++++ Input for this task ++++
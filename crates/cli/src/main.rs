use std::process::ExitCode;

fn main() -> ExitCode {
    souq_cli::run()
}
use std::sync::Arc;

use souq_agent::{HttpBackend, IntentResolver};
use souq_core::config::{AppConfig, LoadOptions};
use souq_core::Intent;

use crate::commands::CommandResult;

/// Resolve a single intent/message pair against the configured backend and
/// print the reply the chatbot would give.
pub fn run(intent: &str, message: &str, token: Option<&str>) -> CommandResult {
    let config = match AppConfig::load(LoadOptions::default()) {
        Ok(config) => config,
        Err(error) => {
            return CommandResult {
                exit_code: 2,
                output: format!("config validation failed: {error}"),
            };
        }
    };

    if Intent::parse(intent).is_none() {
        let known = Intent::ALL.map(|known| known.as_str()).join(", ");
        return CommandResult {
            exit_code: 1,
            output: format!("unhandled intent `{intent}` (known intents: {known})"),
        };
    }

    let runtime = match tokio::runtime::Builder::new_current_thread().enable_all().build() {
        Ok(runtime) => runtime,
        Err(error) => {
            return CommandResult {
                exit_code: 2,
                output: format!("failed to initialize async runtime: {error}"),
            };
        }
    };

    let backend = Arc::new(HttpBackend::new(config.backend.base_url.clone()));
    let resolver = IntentResolver::new(backend, config.frontend.base_url.clone());
    let reply = runtime.block_on(resolver.resolve(intent, message, token));

    CommandResult { exit_code: 0, output: reply }
}
fn validate_server(server: &ServerConfig) -> Result<(), ConfigError> {
    if server.bind_address.trim().is_empty() {
        return Err(ConfigError::Validation("server.bind_address must not be empty".to_string()));
    }
    if server.port == 0 {
        return Err(ConfigError::Validation("server.port must be greater than zero".to_string()));
    }
    Ok(())
}

fn validate_logging(logging: &LoggingConfig) -> Result<(), ConfigError> {
    let level = logging.level.trim().to_ascii_lowercase();
    match level.as_str() {
        "trace" | "debug" | "info" | "warn" | "error" => Ok(()),
        _ => Err(ConfigError::Validation(
            "logging.level must be one of trace|debug|info|warn|error".to_string(),
        )),
    }
}

fn read_env(key: &str) -> Option<String> {
    env::var(key).ok().filter(|value| !value.trim().is_empty())
}

fn parse_u16(key: &str, value: &str) -> Result<u16, ConfigError> {
    value.parse::<u16>().map_err(|_| ConfigError::InvalidEnvOverride {
        key: key.to_string(),
        value: value.to_string(),
    })
}

#[derive(Debug, Default, Deserialize)]
struct ConfigPatch {
    backend: Option<BackendPatch>,
    frontend: Option<FrontendPatch>,
    server: Option<ServerPatch>,
    logging: Option<LoggingPatch>,
}

#[derive(Debug, Default, Deserialize)]
struct BackendPatch {
    base_url: Option<String>,
}

#[derive(Debug, Default, Deserialize)]
struct FrontendPatch {
    base_url: Option<String>,
}

#[derive(Debug, Default, Deserialize)]
struct ServerPatch {
    bind_address: Option<String>,
    port: Option<u16>,
}

#[derive(Debug, Default, Deserialize)]
struct LoggingPatch {
    level: Option<String>,
    format: Option<LogFormat>,
}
++++
Search the data above for the string "match". Report every line where it is found.

#### Output for this task
    let config = match AppConfig::load(LoadOptions::default()) {
    let runtime = match tokio::runtime::Builder::new_current_thread().enable_all().build() {
    match level.as_str() {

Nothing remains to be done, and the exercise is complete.